If you are having trouble finding a cache, stand still and let your GPS average the position data (for higher accuracy).  Then look at the bearing to the cache on your GPS and make a mental note of the EPE (estimated position error).  Then use the compass to eyeball a line along that bearing.    Then walk in a diagonal from the line you just eyeballed but towards the cache direction.   Stop and repeat the same process.  Where the two eyeballed lines meet will be very close to the cache location.  If the EPE was 10' think of a 10' circle centered on that location as your search area. Remember it's ESTIMATED position error, but it's usually very close.  When you do this you are triangulating from two points on the cache position.  This works well under heavy tree cover where you often have less of an accurate position due to the lower satellite signal strength.

I have buddies who use their i-phone and satellite maps to find caches but that's like cheating (it's too easy).

Another item to have is either a hiking staff or good wooden walking stick.  A lot of caches are put in stump holes in the woods and covered with leaves.  You can poke around with a stick or staff and hear the "thunk" when you tap the concealed cache.  Beats reaching into a stump hole with you hand and finding a snake!!!  Yes I have done that before.  I now use a metal collapsible hiking staff I got at Walmart for about $20 (and it even has a very small compass in the top of the handle).  It also helps for those caches in the woods where you are walking on uneven terrain to get to the cache.  Before I had one I had been known to slide down a the side of ditch or two looking for a cache.


----------



## Dr.

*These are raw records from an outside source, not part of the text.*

use htaccess_hub::client::{ClientError, Console, HttpRuleTransport, RuleStoreClient};
use serde_json::json;
use std::sync::Arc;
use wiremock::matchers::{body_json, header, method, path};
use wiremock::{Mock, MockServer, ResponseTemplate};

fn rule_json(id: i64, title: &str, description: Option<&str>) -> serde_json::Value {
    json!({
        "id": id,
        "title": title,
        "description": description,
        "code": "RewriteEngine On",
        "created_at": "2026-01-01T00:00:00Z",
        "updated_at": "2026-01-01T00:00:00Z"
    })
}

fn store(server: &MockServer, token: Option<&str>) -> RuleStoreClient<HttpRuleTransport> {
    let transport = HttpRuleTransport::new(&server.uri(), token.map(str::to_string)).unwrap();
    RuleStoreClient::new(Arc::new(transport))
}

#[tokio::test]
async fn test_list_parses_rules() {
    let server = MockServer::start().await;
    Mock::given(method("GET"))
        .and(path("/rules"))
        .respond_with(ResponseTemplate::new(200).set_body_json(json!([
            rule_json(1, "Force HTTPS", None),
            rule_json(2, "Gzip", Some("Compression")),
        ])))
        .mount(&server)
        .await;

    let rules = store(&server, None).list().await.unwrap();

    assert_eq!(rules.len(), 2);
    assert_eq!(rules[0].id, 1);
    assert_eq!(rules[1].description.as_deref(), Some("Compression"));
}

#[tokio::test]
async fn test_list_malformed_body_is_store_unavailable() {
    let server = MockServer::start().await;
    Mock::given(method("GET"))
        .and(path("/rules"))
        .respond_with(ResponseTemplate::new(200).set_body_string("<html>oops</html>"))
        .mount(&server)
        .await;

    let result = store(&server, None).list().await;

    assert!(matches!(result, Err(ClientError::StoreUnavailable(_))));
}

#[tokio::test]
async fn test_list_server_error_is_store_unavailable() {
    let server = MockServer::start().await;
    Mock::given(method("GET"))
        .and(path("/rules"))
        .respond_with(ResponseTemplate::new(500))
        .mount(&server)
        .await;

    let result = store(&server, None).list().await;

    assert!(matches!(result, Err(ClientError::StoreUnavailable(_))));
}

#[tokio::test]
async fn test_console_survives_unreachable_store() {
    let url = closed_port_url().await;

    let transport = HttpRuleTransport::new(&url, None).unwrap();
    let mut console = Console::new(Arc::new(transport));

    assert!(console.load_rules().await.is_empty());
    assert!(!console.store_available());
}

#[tokio::test]
async fn test_create_sends_trimmed_body_with_token() {
    let server = MockServer::start().await;
    Mock::given(method("POST"))
        .and(path("/rules"))
        .and(header("authorization", "Bearer secret"))
        .and(body_json(json!({"title": "Force HTTPS", "code": "RewriteEngine On"})))
        .respond_with(ResponseTemplate::new(200).set_body_json(json!({"id": 12})))
        .expect(1)
        .mount(&server)
        .await;

    let id = store(&server, Some("secret"))
        .create(" Force HTTPS ", "RewriteEngine On", None)
        .await
        .unwrap();

    assert_eq!(id, 12);
}

#[tokio::test]
async fn test_create_blank_title_sends_nothing() {
    let server = MockServer::start().await;
    Mock::given(method("POST"))
        .respond_with(ResponseTemplate::new(200).set_body_json(json!({"id": 1})))
        .expect(0)
        .mount(&server)
        .await;

    let result = store(&server, None).create("", "x", None).await;

    assert!(matches!(result, Err(ClientError::Validation(_))));
}

#[tokio::test]
async fn test_update_unknown_id_is_rejected() {
    let server = MockServer::start().await;
    Mock::given(method("PUT"))
        .and(path("/rules"))
        .and(body_json(json!({"id": 99, "title": "t", "code": "c"})))
        .respond_with(ResponseTemplate::new(404).set_body_json(json!({
            "error": {"code": "not_found", "message": "Rule not found", "details": {"id": 99}}
        })))
        .mount(&server)
        .await;

    let result = store(&server, None).update(99, "t", "c", None).await;

    match result {
        Err(ClientError::Rejected { status, message }) => {
            assert_eq!(status, 404);
            assert_eq!(message, "Rule not found");
        }
        other => panic!("expected rejection, got {other:?}"),
    }
}

#[tokio::test]
async fn test_delete_sends_id() {
    let server = MockServer::start().await;
    Mock::given(method("DELETE"))
        .and(path("/rules"))
        .and(body_json(json!({"id": 5})))
        .respond_with(ResponseTemplate::new(200).set_body_json(json!({"ok": true})))
        .expect(1)
        .mount(&server)
        .await;

    store(&server, None).delete(5).await.unwrap();
}

#[tokio::test]
async fn test_rejection_without_error_body() {
    let server = MockServer::start().await;
    Mock::given(method("DELETE"))
        .respond_with(ResponseTemplate::new(401))
        .mount(&server)
        .await;

    let result = store(&server, None).delete(5).await;

    match result {
        Err(ClientError::Rejected { status, message }) => {
            assert_eq!(status, 401);
            assert_eq!(message, "Unauthorized");
        }
        other => panic!("expected rejection, got {other:?}"),
    }
}

/// Base URL of a local port with nothing listening on it.
async fn closed_port_url() -> String {
    let listener = tokio::net::TcpListener::bind("127.0.0.1:0").await.unwrap();
    let addr = listener.local_addr().unwrap();
    drop(listener);
    format!("http://{addr}")
}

Strangelove (Mar 15, 2013)

Cricket Chunker said:


> Here is a tip.  Also take a hand held compass with you.  Does not have to be expensive, just a compass.
> 
> If you are having trouble finding a cache, stand still and let your GPS average the position data (for higher accuracy).  Then look at the bearing to the cache on your GPS and make a mental note of the EPE (estimated position error).  Then use the compass to eyeball a line along that bearing.    Then walk in a diagonal from the line you just eyeballed but towards the cache direction.   Stop and repeat the same process.  Where the two eyeballed lines meet will be very close to the cache location.  If the EPE was 10' think of a 10' circle centered on that location as your search area. Remember it's ESTIMATED position error, but it's usually very close.  When you do this you are triangulating from two points on the cache position.  This works well under heavy tree cover where you often have less of an accurate position due to the lower satellite signal strength.
> 
> ...



Good advice, especially the pokey stick.  Most of the old school catches were metal US Army ammo cans, but that's kind of faded now and the majority of new catches are Tupperware of some sort. (Note to cache hiders - metal ammo cans keep out moisture much more effectively, after all, that's their whole purpose)  

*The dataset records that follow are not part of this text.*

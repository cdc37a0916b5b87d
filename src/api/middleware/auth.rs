//! Bearer token gate for rule mutations.

use axum::{
    extract::{FromRequestParts, Request, State},
    middleware::Next,
    response::Response,
};
use axum_auth::AuthBearer;

use crate::{error::AppError, state::AppState};

/// Requires `Authorization: Bearer <ADMIN_TOKEN>` when a token is configured.
///
/// When no `ADMIN_TOKEN` is set the request passes through untouched.
///
/// # Errors
///
/// Returns `401 Unauthorized` (with `WWW-Authenticate: Bearer`) if the gate
/// is enabled and the header is missing or carries the wrong token.
///
/// # Example
///
/// ```rust,ignore
/// let mutations = post(create_rule_handler)
///     .route_layer(middleware::from_fn_with_state(state.clone(), auth::layer));
/// ```
pub async fn layer(
    State(st): State<AppState>,
    req: Request,
    next: Next,
) -> Result<Response, AppError> {
    if !st.auth_service.is_enabled() {
        return Ok(next.run(req).await);
    }

    let (mut parts, body) = req.into_parts();

    let token = AuthBearer::from_request_parts(&mut parts, &())
        .await
        .ok()
        .map(|AuthBearer(token)| token);

    if let Err(e) = st.auth_service.authorize(token.as_deref()) {
        tracing::warn!(method = %parts.method, uri = %parts.uri, "Rejected rule mutation");
        return Err(e);
    }

    let req = Request::from_parts(parts, body);
    Ok(next.run(req).await)
}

My advice is when you get within twenty feet or so on the GPS, just stop and look around.  Think where would YOU hide something in this area.  After you've done it for a while, the spots just kind of stand out because people tend to hide things in similar places.  Hollows in trees, along/under downed trees, rock-piles, etc.  Just look for anything that kind of stands out in the area.  

You can buy Geo-Tags for a trifling sum, it allows you to attach a "Dog-tag" to an object (GI Joe man, Barbie Doll, McDonald's toy, cat figurine, whatever) and see how far people move it.  You track it on your computer after that on www.geocaching.com.  You don't have to own a cache to do this, just put a tag on an object and set a goal for it.  I picked up one near Elder Mill Covered Bridge that wanted to go to Australia and it made it in about three months.  If you do pick one up, be sure that you move it on.

The only negative thing I have to say is that some of the catches can be in a grey area as far as private land and your permission to be on said land, unless it's expressly mentioned in the description that the landowner knows and is OK, I usually give those a pass.


----------



## Cricket Chunker (Mar 20, 2013)

Dr. Strangelove said:


> The only negative thing I have to say is that some of the catches can be in a grey area as far as private land and your permission to be on said land, unless it's expressly mentioned in the description that the landowner knows and is OK, I usually give those a pass.



One of the guys I used to work with used to tell the story about a cache in the middle of a mine field in Iraq shortly after it was liberated.  

How's that for a cache difficulty level?


----------



## msjjd (Apr 6, 2013)

Found my first cache today then my son found it on his own we be hooked


----------